--- Given entries Enclosed Below ---

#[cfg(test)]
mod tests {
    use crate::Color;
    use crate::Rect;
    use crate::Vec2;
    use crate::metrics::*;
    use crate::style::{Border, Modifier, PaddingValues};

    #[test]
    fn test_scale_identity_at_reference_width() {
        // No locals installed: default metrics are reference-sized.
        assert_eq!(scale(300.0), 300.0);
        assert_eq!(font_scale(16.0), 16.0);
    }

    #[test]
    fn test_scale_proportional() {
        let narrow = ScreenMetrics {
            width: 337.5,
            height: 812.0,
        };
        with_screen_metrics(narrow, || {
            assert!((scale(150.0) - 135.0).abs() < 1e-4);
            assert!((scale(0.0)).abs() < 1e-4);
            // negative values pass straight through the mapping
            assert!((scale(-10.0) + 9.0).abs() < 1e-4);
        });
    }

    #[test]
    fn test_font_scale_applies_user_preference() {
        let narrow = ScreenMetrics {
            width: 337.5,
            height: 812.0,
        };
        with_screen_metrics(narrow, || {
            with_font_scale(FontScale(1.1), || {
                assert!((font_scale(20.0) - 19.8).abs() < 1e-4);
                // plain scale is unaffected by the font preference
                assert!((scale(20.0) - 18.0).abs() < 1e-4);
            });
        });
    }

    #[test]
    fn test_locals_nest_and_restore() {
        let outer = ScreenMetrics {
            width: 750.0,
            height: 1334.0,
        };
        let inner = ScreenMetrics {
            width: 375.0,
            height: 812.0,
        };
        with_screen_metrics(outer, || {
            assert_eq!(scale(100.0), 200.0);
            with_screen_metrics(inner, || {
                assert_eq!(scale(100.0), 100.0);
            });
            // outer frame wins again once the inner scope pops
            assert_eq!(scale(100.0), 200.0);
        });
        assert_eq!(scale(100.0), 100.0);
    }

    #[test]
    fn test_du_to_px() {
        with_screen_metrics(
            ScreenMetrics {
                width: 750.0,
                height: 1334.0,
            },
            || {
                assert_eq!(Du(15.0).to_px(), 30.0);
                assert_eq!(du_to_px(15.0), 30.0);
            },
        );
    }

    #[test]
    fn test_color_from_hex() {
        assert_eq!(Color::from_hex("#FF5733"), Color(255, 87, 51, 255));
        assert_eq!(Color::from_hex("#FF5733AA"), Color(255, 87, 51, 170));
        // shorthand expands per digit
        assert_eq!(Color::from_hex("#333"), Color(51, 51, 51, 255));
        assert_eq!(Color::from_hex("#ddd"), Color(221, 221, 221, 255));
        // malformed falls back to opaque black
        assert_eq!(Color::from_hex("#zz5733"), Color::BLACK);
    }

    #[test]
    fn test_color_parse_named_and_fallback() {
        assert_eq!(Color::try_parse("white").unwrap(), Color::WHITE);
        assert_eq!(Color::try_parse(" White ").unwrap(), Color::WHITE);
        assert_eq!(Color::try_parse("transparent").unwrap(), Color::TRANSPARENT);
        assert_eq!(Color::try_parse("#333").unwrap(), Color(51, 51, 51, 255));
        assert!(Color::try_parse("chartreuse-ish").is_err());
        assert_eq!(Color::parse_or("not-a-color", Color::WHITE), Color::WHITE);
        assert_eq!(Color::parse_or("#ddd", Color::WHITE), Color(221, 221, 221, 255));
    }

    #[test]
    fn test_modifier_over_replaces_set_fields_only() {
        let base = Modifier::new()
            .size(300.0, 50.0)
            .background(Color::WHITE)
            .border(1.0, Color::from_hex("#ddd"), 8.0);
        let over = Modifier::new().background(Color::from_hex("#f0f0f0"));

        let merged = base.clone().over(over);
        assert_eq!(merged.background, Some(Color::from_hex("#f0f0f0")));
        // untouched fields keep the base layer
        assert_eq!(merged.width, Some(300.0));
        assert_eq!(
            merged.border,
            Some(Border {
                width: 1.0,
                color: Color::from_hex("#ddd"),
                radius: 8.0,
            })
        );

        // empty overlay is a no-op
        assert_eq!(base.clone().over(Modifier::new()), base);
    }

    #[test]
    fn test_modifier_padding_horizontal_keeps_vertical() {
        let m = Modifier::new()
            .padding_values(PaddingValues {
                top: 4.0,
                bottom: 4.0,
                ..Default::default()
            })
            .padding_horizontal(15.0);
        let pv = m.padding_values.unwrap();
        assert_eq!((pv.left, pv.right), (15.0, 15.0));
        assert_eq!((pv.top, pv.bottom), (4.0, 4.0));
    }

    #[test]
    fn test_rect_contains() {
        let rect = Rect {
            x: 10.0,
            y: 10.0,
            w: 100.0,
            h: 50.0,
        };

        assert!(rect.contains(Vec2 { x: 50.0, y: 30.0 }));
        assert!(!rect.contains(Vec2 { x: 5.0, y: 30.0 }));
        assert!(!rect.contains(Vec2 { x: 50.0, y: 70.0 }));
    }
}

--- End of Enclosed Given entries ---

Go through the records above. Copy each line in which the string "Some" appears.

        assert_eq!(merged.background, Some(Color::from_hex("#f0f0f0")));
        assert_eq!(merged.width, Some(300.0));
            Some(Border {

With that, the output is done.